■ **The task**: Only one stretch of the data below is wanted: the lines from the one with "self.welcome_text = text.into();" through the one with "let dom = MockDom::new()", repeated exactly.

+ + + + + + +

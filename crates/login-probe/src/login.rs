//! The login form: page object, fixed test data, and the two scenarios.

use crate::assertion::{expect_text, expect_visible};
use crate::driver::{BrowserDriver, MockDom, MockDriver, MockElement, MockPage};
use crate::locator::Selector;
use crate::result::ProbeResult;
use crate::session::{ElementRef, Session};
use std::fmt;
use tracing::debug;

/// Login page under test
pub const LOGIN_URL: &str = "https://example.com/login";

/// Confirmation shown after a successful login
pub const WELCOME_TEXT: &str = "Welcome back!";

/// Element ids and classes on the login page
pub mod selectors {
    /// Email input
    pub const USERNAME_ID: &str = "username";
    /// Password input
    pub const PASSWORD_ID: &str = "password";
    /// Submit button
    pub const LOGIN_BUTTON_ID: &str = "login-btn";
    /// Confirmation banner
    pub const WELCOME_CLASS: &str = "welcome";
    /// Error banner
    pub const ERROR_CLASS: &str = "error";
}

/// A username/password pair. `Debug` never prints the password.
#[derive(Clone, PartialEq, Eq)]
pub struct Credentials {
    /// Email typed into the username field
    pub username: String,
    /// Typed into the password field
    pub password: String,
}

impl Credentials {
    /// Create credentials
    #[must_use]
    pub fn new(username: impl Into<String>, password: impl Into<String>) -> Self {
        Self {
            username: username.into(),
            password: password.into(),
        }
    }

    /// The account the page accepts
    #[must_use]
    pub fn valid() -> Self {
        Self::new("testuser@example.com", "SecurePass123!")
    }

    /// An account the page rejects
    #[must_use]
    pub fn invalid() -> Self {
        Self::new("invalid@example.com", "WrongPassword")
    }
}

impl fmt::Debug for Credentials {
    fn fmt(&self, f: &mut fmt::Formatter<'_>) -> fmt::Result {
        f.debug_struct("Credentials")
            .field("username", &self.username)
            .field("password", &"***")
            .finish()
    }
}

/// Page object over the login form
#[derive(Debug)]
pub struct LoginPage<'s, D: BrowserDriver> {
    session: &'s mut Session<D>,
}

impl<'s, D: BrowserDriver> LoginPage<'s, D> {
    /// Navigate to [`LOGIN_URL`]
    ///
    /// # Errors
    ///
    /// Returns error if navigation fails
    pub async fn open(session: &'s mut Session<D>) -> ProbeResult<Self> {
        session.goto(LOGIN_URL).await?;
        Ok(Self { session })
    }

    /// Wrap a session already on the login page
    #[must_use]
    pub fn attach(session: &'s mut Session<D>) -> Self {
        Self { session }
    }

    /// The session driving this page
    pub fn session(&mut self) -> &mut Session<D> {
        self.session
    }

    /// Type into the username field
    ///
    /// # Errors
    ///
    /// Returns error if the field is missing or rejects input
    pub async fn fill_username(&mut self, username: &str) -> ProbeResult<()> {
        let field = self.session.find(&Selector::id(selectors::USERNAME_ID)).await?;
        self.session.send_keys(&field, username).await
    }

    /// Type into the password field
    ///
    /// # Errors
    ///
    /// Returns error if the field is missing or rejects input
    pub async fn fill_password(&mut self, password: &str) -> ProbeResult<()> {
        let field = self.session.find(&Selector::id(selectors::PASSWORD_ID)).await?;
        self.session.send_keys(&field, password).await
    }

    /// Click the login button
    ///
    /// # Errors
    ///
    /// Returns error if the button is missing or not clickable
    pub async fn submit(&mut self) -> ProbeResult<()> {
        let button = self
            .session
            .find(&Selector::id(selectors::LOGIN_BUTTON_ID))
            .await?;
        self.session.click(&button).await
    }

    /// Fill both fields and submit
    ///
    /// # Errors
    ///
    /// Returns the first failing step's error
    pub async fn login(&mut self, credentials: &Credentials) -> ProbeResult<()> {
        debug!(username = %credentials.username, "submitting login form");
        self.fill_username(&credentials.username).await?;
        self.fill_password(&credentials.password).await?;
        self.submit().await
    }

    /// Locate the welcome banner
    ///
    /// # Errors
    ///
    /// Returns error if it does not appear within the implicit wait bound
    pub async fn welcome_message(&mut self) -> ProbeResult<ElementRef> {
        self.session
            .find(&Selector::class_name(selectors::WELCOME_CLASS))
            .await
    }

    /// Locate the error banner
    ///
    /// # Errors
    ///
    /// Returns error if it does not appear within the implicit wait bound
    pub async fn error_message(&mut self) -> ProbeResult<ElementRef> {
        self.session
            .find(&Selector::class_name(selectors::ERROR_CLASS))
            .await
    }
}

// ============================================================================
// Scenarios
// ============================================================================

/// Valid credentials reach a visible "Welcome back!" banner.
///
/// # Errors
///
/// Returns the failing step's error
pub async fn valid_login<D: BrowserDriver>(session: &mut Session<D>) -> ProbeResult<()> {
    let mut page = LoginPage::open(session).await?;
    page.login(&Credentials::valid()).await?;

    let welcome = page.welcome_message().await?;
    expect_visible(page.session(), &welcome).await?;
    expect_text(page.session(), &welcome, WELCOME_TEXT).await
}

/// Invalid credentials reach a visible error banner.
///
/// Only visibility is asserted; the banner's wording is logged, not checked.
///
/// # Errors
///
/// Returns the failing step's error
pub async fn invalid_credentials<D: BrowserDriver>(session: &mut Session<D>) -> ProbeResult<()> {
    let mut page = LoginPage::open(session).await?;
    page.login(&Credentials::invalid()).await?;

    let error = page.error_message().await?;
    expect_visible(page.session(), &error).await?;
    let text = page.session().text(&error).await?;
    debug!(text = %text, "error banner shown");
    Ok(())
}

/// The login test cases
#[derive(Debug, Clone, Copy, PartialEq, Eq, Hash)]
pub enum LoginCase {
    /// [`valid_login`]
    ValidLogin,
    /// [`invalid_credentials`]
    InvalidCredentials,
}

impl LoginCase {
    /// Every case, in run order
    pub const ALL: [Self; 2] = [Self::ValidLogin, Self::InvalidCredentials];

    /// Test name
    #[must_use]
    pub const fn name(self) -> &'static str {
        match self {
            Self::ValidLogin => "valid_login",
            Self::InvalidCredentials => "invalid_credentials",
        }
    }

    /// Run this case against `session`
    ///
    /// # Errors
    ///
    /// Returns the failing step's error
    pub async fn run<D: BrowserDriver>(self, session: &mut Session<D>) -> ProbeResult<()> {
        match self {
            Self::ValidLogin => valid_login(session).await,
            Self::InvalidCredentials => invalid_credentials(session).await,
        }
    }
}

impl fmt::Display for LoginCase {
    fn fmt(&self, f: &mut fmt::Formatter<'_>) -> fmt::Result {
        f.write_str(self.name())
    }
}

// ============================================================================
// Scripted fake of the login page
// ============================================================================

/// A [`MockDriver`] page that behaves like the real login form.
///
/// Submitting [`Credentials::valid`] renders the welcome banner, anything
/// else renders the error banner. Knobs let tests break the page on purpose.
#[derive(Debug, Clone)]
pub struct ScriptedLoginPage {
    accepted: Credentials,
    welcome_text: String,
    error_text: String,
    error_displayed: bool,
    render_after: usize,
    responds: bool,
}

impl Default for ScriptedLoginPage {
    fn default() -> Self {
        Self {
            accepted: Credentials::valid(),
            welcome_text: WELCOME_TEXT.to_string(),
            error_text: "Invalid email or password".to_string(),
            error_displayed: true,
            render_after: 0,
            responds: true,
        }
    }
}

impl ScriptedLoginPage {
    /// The well-behaved page
    #[must_use]
    pub fn new() -> Self {
        Self::default()
    }

    /// Render this welcome text instead of [`WELCOME_TEXT`]
    #[must_use]
    pub fn with_welcome_text(mut self, text: impl Into<String>) -> Self {
        self.welcome_text = text.into();
        self
    }

    /// Render the error banner hidden
    #[must_use]
    pub const fn with_hidden_error(mut self) -> Self {
        self.error_displayed = false;
        self
    }

    /// Attach the result banner only after this many lookups miss it
    #[must_use]
    pub const fn with_render_delay(mut self, lookups: usize) -> Self {
        self.render_after = lookups;
        self
    }

    /// Never render a result banner
    #[must_use]
    pub const fn unresponsive(mut self) -> Self {
        self.responds = false;
        self
    }

    /// Build the page
    #[must_use]
    pub fn into_page(self) -> MockPage {
        let dom = MockDom::new()
            .with(MockElement::with_id(selectors::USERNAME_ID))
            .with(MockElement::with_id(selectors::PASSWORD_ID))
            .with(MockElement::with_id(selectors::LOGIN_BUTTON_ID).text("Log in"));

        MockPage::new(dom).on_click(selectors::LOGIN_BUTTON_ID, move |dom| {
            if !self.responds {
                return;
            }
            let accepted = dom.value_of(selectors::USERNAME_ID)
                == Some(self.accepted.username.as_str())
                && dom.value_of(selectors::PASSWORD_ID) == Some(self.accepted.password.as_str());

            dom.remove_class(selectors::WELCOME_CLASS);
            dom.remove_class(selectors::ERROR_CLASS);
            let banner = if accepted {
                MockElement::with_class(selectors::WELCOME_CLASS).text(self.welcome_text.clone())
            } else {
                MockElement::with_class(selectors::ERROR_CLASS)
                    .text(self.error_text.clone())
                    .displayed(self.error_displayed)
            };
            dom.insert(banner.attach_after(self.render_after));
        })
    }

    /// A driver serving this page at [`LOGIN_URL`]
    #[must_use]
    pub fn driver(self) -> MockDriver {
        MockDriver::new().with_page(LOGIN_URL, self.into_page())
    }
}

#[cfg(test)]
mod tests {
    use super::*;
    use crate::result::ProbeError;
    use crate::wait::WaitOptions;
    use proptest::prelude::*;

    fn session(page: ScriptedLoginPage) -> Session<MockDriver> {
        Session::new(page.driver(), WaitOptions::new().with_timeout(500))
    }

    mod credentials_tests {
        use super::*;

        #[test]
        fn test_debug_redacts_password() {
            let printed = format!("{:?}", Credentials::valid());
            assert!(printed.contains("testuser@example.com"));
            assert!(!printed.contains("SecurePass123!"));
        }

        #[test]
        fn test_fixed_values() {
            assert_eq!(Credentials::invalid().username, "invalid@example.com");
            assert_eq!(Credentials::invalid().password, "WrongPassword");
        }
    }

    mod page_object_tests {
        use super::*;

        #[tokio::test(start_paused = true)]
        async fn test_login_types_into_fields() {
            let mut session = session(ScriptedLoginPage::new());
            let mut page = LoginPage::open(&mut session).await.unwrap();
            page.login(&Credentials::invalid()).await.unwrap();

            let dom = session.driver().dom().unwrap();
            assert_eq!(dom.value_of("username"), Some("invalid@example.com"));
            assert_eq!(dom.value_of("password"), Some("WrongPassword"));
        }

        #[tokio::test(start_paused = true)]
        async fn test_resubmit_replaces_banner() {
            let mut session = session(ScriptedLoginPage::new());
            let mut page = LoginPage::open(&mut session).await.unwrap();
            page.submit().await.unwrap();
            page.submit().await.unwrap();
            let banners = page
                .session()
                .find_all(&Selector::class_name("error"))
                .await
                .unwrap();
            assert_eq!(banners.len(), 1);
        }

        #[tokio::test(start_paused = true)]
        async fn test_resubmit_stales_old_banner_handle() {
            let mut session = session(ScriptedLoginPage::new());
            let mut page = LoginPage::open(&mut session).await.unwrap();
            page.submit().await.unwrap();
            let old_error = page.error_message().await.unwrap();

            page.submit().await.unwrap();
            let err = page.session().text(&old_error).await.unwrap_err();
            assert!(matches!(err, ProbeError::StaleElement { .. }));
        }

        #[tokio::test(start_paused = true)]
        async fn test_attach_skips_navigation() {
            let mut session = session(ScriptedLoginPage::new());
            session.goto(LOGIN_URL).await.unwrap();
            let mut page = LoginPage::attach(&mut session);
            page.fill_username("x").await.unwrap();
            let navigations = session
                .driver()
                .history()
                .iter()
                .filter(|c| c.starts_with("navigate:"))
                .count();
            assert_eq!(navigations, 1);
        }
    }

    mod scenario_tests {
        use super::*;

        #[tokio::test(start_paused = true)]
        async fn test_valid_login_passes() {
            valid_login(&mut session(ScriptedLoginPage::new()))
                .await
                .unwrap();
        }

        #[tokio::test(start_paused = true)]
        async fn test_invalid_credentials_passes() {
            invalid_credentials(&mut session(ScriptedLoginPage::new()))
                .await
                .unwrap();
        }

        #[tokio::test(start_paused = true)]
        async fn test_valid_login_wrong_text_fails() {
            let page = ScriptedLoginPage::new().with_welcome_text("Hello!");
            let err = valid_login(&mut session(page)).await.unwrap_err();
            assert!(matches!(err, ProbeError::AssertionFailed { .. }));
        }

        #[tokio::test(start_paused = true)]
        async fn test_hidden_error_fails() {
            let page = ScriptedLoginPage::new().with_hidden_error();
            let err = invalid_credentials(&mut session(page)).await.unwrap_err();
            assert!(matches!(err, ProbeError::AssertionFailed { .. }));
        }

        #[test]
        fn test_case_names() {
            let names: Vec<_> = LoginCase::ALL.iter().map(|c| c.name()).collect();
            assert_eq!(names, ["valid_login", "invalid_credentials"]);
            assert_eq!(LoginCase::ValidLogin.to_string(), "valid_login");
        }
    }

    proptest! {
        #![proptest_config(ProptestConfig::with_cases(32))]

        #[test]
        fn only_accepted_credentials_get_welcome(
            username in "[a-z]{1,8}@example\\.com",
            password in "[A-Za-z0-9!]{1,12}",
        ) {
            let rt = tokio::runtime::Builder::new_current_thread()
                .enable_time()
                .start_paused(true)
                .build()
                .unwrap();
            let creds = Credentials::new(username, password);
            let accepted = creds == Credentials::valid();

            let welcomed = rt.block_on(async {
                let mut session = session(ScriptedLoginPage::new());
                let mut page = LoginPage::open(&mut session).await.unwrap();
                page.login(&creds).await.unwrap();
                page.welcome_message().await.is_ok()
            });
            prop_assert_eq!(welcomed, accepted);
        }
    }
}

+ + + + + + +

■ **Response for this exercise**:
        self.welcome_text = text.into();
        self
    }

    /// Render the error banner hidden
    #[must_use]
    pub const fn with_hidden_error(mut self) -> Self {
        self.error_displayed = false;
        self
    }

    /// Attach the result banner only after this many lookups miss it
    #[must_use]
    pub const fn with_render_delay(mut self, lookups: usize) -> Self {
        self.render_after = lookups;
        self
    }

    /// Never render a result banner
    #[must_use]
    pub const fn unresponsive(mut self) -> Self {
        self.responds = false;
        self
    }

    /// Build the page
    #[must_use]
    pub fn into_page(self) -> MockPage {
        let dom = MockDom::new()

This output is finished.